5. A respiratory medicine spray device according to claim 4, characterized in that, A micro motor (227) is fixedly installed inside the outer casing (201). There are two micro motors (227). The output ends of the two micro motors (227) are fixedly installed with threaded rods (228). The ends of the threaded rods (228) are rotatably connected to the partition (203). A threaded sleeve (229) is threadedly installed on the surface of the threaded rods (228). A rotating plate (230) is rotatably installed on the side of the threaded sleeve (229). The other end of the rotating plate (230) is rotatably connected to the sliding plate (225).

6. A respiratory medicine spray device according to claim 5, characterized in that, The spray head (208) is equipped with a spray adjustment mechanism (3), which includes a breathing groove (301). A breathing membrane (302) is fixedly installed inside the breathing groove (301). A pressure sensor (303) is fixedly installed on the side of the breathing membrane (302). An electric telescopic rod (304) is fixedly installed inside the breathing groove (301). The pressure sensor (303) is connected to the electric telescopic rod (304) via an electrical signal. A first rotating rod (305) is rotatably installed at the telescopic end of the electric telescopic rod (304).

7. A respiratory medicine spray device according to claim 6, characterized in that, A bracket (306) is fixedly installed on the side of the breathing groove (301). A second rotating rod (307) is rotatably installed inside the bracket (306). The bottom of the second rotating rod (307) is rotatably connected to the first rotating rod (305). A spraying groove (308) is opened inside the spraying head (208). A slide rail (309) is fixedly installed inside the spraying groove (308). A fixing plate (310) is slidably installed inside the slide rail (309). A third rotating rod (311) is rotatably installed at the end of the fixing plate (310). The other end of the third rotating rod (311) is rotatably connected to the top of the second rotating rod (307).

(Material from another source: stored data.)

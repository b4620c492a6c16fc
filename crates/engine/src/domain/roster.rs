// SPDX-License-Identifier: BUSL-1.1
// Copyright (c) 2026 Alfred Jean LLC

//! Session roster: the set of students who have joined a session.
//!
//! Joining is the `JOIN` scan flow (a student scans the teacher's Session
//! QR). Entry-phase chain seeding draws its eligible pool from here; exit
//! eligibility is derived from `AttendanceStore` instead, so this store
//! only ever answers "who has joined".

use std::collections::HashSet;
use std::sync::RwLock;

use crate::domain::{SessionId, UserId};

/// Owns the joined-student set per session. A `HashSet` keyed by session
/// rather than a `CasTable` row, since membership is add-only and never
/// individually versioned — there is no per-student record to race on.
pub struct RosterStore {
    joined: RwLock<std::collections::HashMap<SessionId, HashSet<UserId>>>,
}

impl Default for RosterStore {
    fn default() -> Self {
        Self::new()
    }
}

impl RosterStore {
    pub fn new() -> Self {
        Self { joined: RwLock::new(std::collections::HashMap::new()) }
    }

    /// Record a student as joined. Idempotent — joining twice is a no-op.
    pub fn join(&self, session_id: &SessionId, student_id: &UserId) {
        let mut joined = self.joined.write().unwrap_or_else(|e| e.into_inner());
        joined.entry(session_id.clone()).or_default().insert(student_id.clone());
    }

    pub fn has_joined(&self, session_id: &SessionId, student_id: &UserId) -> bool {
        let joined = self.joined.read().unwrap_or_else(|e| e.into_inner());
        joined.get(session_id).is_some_and(|set| set.contains(student_id))
    }

    /// Every student who has joined this session — the ENTRY-phase
    /// eligibility pool.
    pub fn entry_eligible(&self, session_id: &SessionId) -> Vec<UserId> {
        let joined = self.joined.read().unwrap_or_else(|e| e.into_inner());
        joined.get(session_id).map(|set| set.iter().cloned().collect()).unwrap_or_default()
    }
}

8. A respiratory medicine spray device according to claim 7, characterized in that, The spraying trough (308) is internally mounted with a first rotating shaft (312), and internally mounted with a second rotating shaft (313). Both the first rotating shaft (312) and the second rotating shaft (313) are fixedly mounted with baffles (314). The bottom of the first rotating shaft (312) is fixedly mounted with a first base plate (315), and the bottom of the second rotating shaft (313) is fixedly mounted with a second base plate (316). Both the first base plate (315) and the second base plate (316) are fixedly mounted with vertical rods (317).

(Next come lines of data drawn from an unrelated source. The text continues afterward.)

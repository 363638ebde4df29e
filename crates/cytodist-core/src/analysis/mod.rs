//! Per-image analyses.
//!
//! Each analysis kind composes the core stages over one decoded image:
//! channel extraction, segmentation, component labeling, distance-field
//! construction, and proximity evaluation. Channel roles are resolved from
//! the run configuration, never hard-coded at call sites.


use crate::channels::extract_channel;
use crate::config::AnalysisConfig;
use crate::decoders::DecodedImage;
use crate::distance::distance_field;
use crate::error::Error;
use crate::labeling::label_components;
use crate::models::{AnalysisKind, ImageResult, MeasurementSeries};
use crate::proximity::nearest_edge_distances;
use crate::segmentation::segment;

/// Series labels used in reports.
pub const LIPID_AREA_LABEL: &str = "lipid_area_um2";
pub const LIPID_TO_NUCLEUS_LABEL: &str = "lipid_to_nucleus_um";
pub const LIPID_TO_MITOCHONDRIA_LABEL: &str = "lipid_to_mitochondria_um";
pub const LIPID_TO_MICROTUBULE_LABEL: &str = "lipid_to_microtubule_um";
pub const MITO_TO_MICROTUBULE_LABEL: &str = "mitochondria_to_microtubule_um";

/// Run one analysis over one decoded image.
///
/// Deterministic: an unchanged image and configuration yield a bit-identical
/// result.
pub fn analyze_image(
    image: &DecodedImage,
    file_name: &str,
    kind: AnalysisKind,
    config: &AnalysisConfig,
) -> Result<ImageResult, Error> {
    let series = match kind {
        AnalysisKind::DropletArea => vec![droplet_area_series(image, config)?],
        AnalysisKind::NucleusDistance => vec![distance_series(
            image,
            LIPID_TO_NUCLEUS_LABEL,
            config.nucleus_distance.source_channel,
            config.nucleus_distance.reference_channel,
            config,
        )?],
        AnalysisKind::MitochondriaDistance => vec![distance_series(
            image,
            LIPID_TO_MITOCHONDRIA_LABEL,
            config.mitochondria_distance.source_channel,
            config.mitochondria_distance.reference_channel,
            config,
        )?],
        AnalysisKind::MicrotubuleDistance => {
            let roles = config.microtubule_distance;
            vec![
                distance_series(
                    image,
                    LIPID_TO_MICROTUBULE_LABEL,
                    roles.lipid_channel,
                    roles.microtubule_channel,
                    config,
                )?,
                distance_series(
                    image,
                    MITO_TO_MICROTUBULE_LABEL,
                    roles.mitochondria_channel,
                    roles.microtubule_channel,
                    config,
                )?,
            ]
        }
    };

    Ok(ImageResult {
        file_name: file_name.to_string(),
        series,
    })
}

/// Segment the lipid channel and report per-droplet areas in µm².
fn droplet_area_series(
    image: &DecodedImage,
    config: &AnalysisConfig,
) -> Result<MeasurementSeries, Error> {
    let plane = extract_channel(image, config.droplet_area.lipid_channel)?;
    let mask = segment(&plane, &config.segmentation_params())?;
    let components = label_components(&mask, config.connectivity);

    let area_factor = config.area_factor();
    let areas: Vec<f64> = components
        .iter()
        .map(|component| component.area as f64 * area_factor)
        .collect();

    Ok(MeasurementSeries::new(LIPID_AREA_LABEL, areas))
}

/// Segment a source and a reference channel and report per-source-object
/// nearest-edge distances to the reference population, in µm.
fn distance_series(
    image: &DecodedImage,
    label: &str,
    source_channel: usize,
    reference_channel: usize,
    config: &AnalysisConfig,
) -> Result<MeasurementSeries, Error> {
    let params = config.segmentation_params();

    let source_plane = extract_channel(image, source_channel)?;
    let source_mask = segment(&source_plane, &params)?;
    let components = label_components(&source_mask, config.connectivity);

    let reference_plane = extract_channel(image, reference_channel)?;
    let reference_mask = segment(&reference_plane, &params)?;
    let field = distance_field(&reference_mask)?;

    let distances = nearest_edge_distances(&components, &field, config.pixel_to_micron);
    Ok(MeasurementSeries::new(label, distances))
}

9. A respiratory medicine spray device according to claim 8, characterized in that, A U-shaped plate (318) is fixedly installed at the end of the fixed plate (310). A horizontal plate (319) is fixedly installed inside the U-shaped plate (318). There are two horizontal plates (319). A third through groove (320) is opened on the surface of each of the two horizontal plates (319). The vertical rod (317) is movably connected to the third through groove (320). A protective plate (321) is fixedly installed on the side of the spray head (208). The protective plate (321) is slidably connected to the U-shaped plate (318). An inductive switch (322) is fixedly installed in the inner cavity of the protective plate (321). The inductive switch (322) is connected to two micro motors (227) by an electrical signal.

10. A respiratory medicine spray device according to claim 9, characterized in that, The grip (1) has a battery compartment (4) inside, a main switch (5) is fixedly installed on the surface of the grip (1), and a power indicator light (6) is provided on the surface of the grip (1).